#### Stored data
↓

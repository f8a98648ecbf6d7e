//! Precision-safe decimal price type.
//!
//! Uses `rust_decimal` for exact decimal arithmetic, avoiding
//! floating-point rounding errors in pnl and order price calculations.

use rust_decimal::{Decimal, RoundingStrategy};
use serde::{Deserialize, Serialize};
use std::fmt;
use std::ops::{Add, Div, Mul, Sub};
use std::str::FromStr;

/// Venue prices on the binary feed are integers in paise (price × 100).
pub const FEED_PRICE_SCALE: u32 = 2;

/// Price with exact decimal precision.
///
/// Wraps `Decimal` so prices are not mixed with quantities in calculations.
#[derive(Debug, Clone, Copy, PartialEq, Eq, PartialOrd, Ord, Hash, Serialize, Deserialize)]
#[serde(transparent)]
pub struct Price(pub Decimal);

impl Price {
    pub const ZERO: Self = Self(Decimal::ZERO);
    pub const ONE: Self = Self(Decimal::ONE);

    #[inline]
    pub fn new(value: Decimal) -> Self {
        Self(value)
    }

    /// Build a price from a feed integer carrying two implied decimals.
    #[inline]
    pub fn from_feed_units(raw: u64) -> Self {
        Self(Decimal::from_i128_with_scale(i128::from(raw), FEED_PRICE_SCALE))
    }

    #[inline]
    pub fn inner(&self) -> Decimal {
        self.0
    }

    #[inline]
    pub fn is_zero(&self) -> bool {
        self.0.is_zero()
    }

    #[inline]
    pub fn is_positive(&self) -> bool {
        self.0.is_sign_positive() && !self.0.is_zero()
    }

    /// Round to the nearest multiple of `step` (ties to even).
    #[inline]
    pub fn round_to_nearest(&self, step: Decimal) -> Self {
        if step.is_zero() {
            return *self;
        }
        let steps = (self.0 / step).round_dp_with_strategy(0, RoundingStrategy::MidpointNearestEven);
        Self((steps * step).normalize())
    }

    /// Calculate percentage difference from another price.
    #[inline]
    pub fn pct_from(&self, other: Price) -> Option<Decimal> {
        if other.is_zero() {
            return None;
        }
        Some((self.0 - other.0) / other.0 * Decimal::from(100))
    }
}

impl fmt::Display for Price {
    fn fmt(&self, f: &mut fmt::Formatter<'_>) -> fmt::Result {
        write!(f, "{}", self.0)
    }
}

impl FromStr for Price {
    type Err = rust_decimal::Error;

    fn from_str(s: &str) -> Result<Self, Self::Err> {
        Ok(Self(s.parse()?))
    }
}

impl From<Decimal> for Price {
    fn from(d: Decimal) -> Self {
        Self(d)
    }
}

impl Add for Price {
    type Output = Self;

    fn add(self, rhs: Self) -> Self::Output {
        Self(self.0 + rhs.0)
    }
}

impl Sub for Price {
    type Output = Self;

    fn sub(self, rhs: Self) -> Self::Output {
        Self(self.0 - rhs.0)
    }
}

impl Mul<Decimal> for Price {
    type Output = Self;

    fn mul(self, rhs: Decimal) -> Self::Output {
        Self(self.0 * rhs)
    }
}

impl Div<Decimal> for Price {
    type Output = Self;

    fn div(self, rhs: Decimal) -> Self::Output {
        Self(self.0 / rhs)
    }
}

↑

#### ACTIVITY
Set down, exactly as they stand above, the lines starting with the line with "pub fn from_feed_units(raw: u64)" and going on through the line with "pub fn is_positive(&self)", and no others.

#### TASK ANSWER
    pub fn from_feed_units(raw: u64) -> Self {
        Self(Decimal::from_i128_with_scale(i128::from(raw), FEED_PRICE_SCALE))
    }

    #[inline]
    pub fn inner(&self) -> Decimal {
        self.0
    }

    #[inline]
    pub fn is_zero(&self) -> bool {
        self.0.is_zero()
    }

    #[inline]
    pub fn is_positive(&self) -> bool {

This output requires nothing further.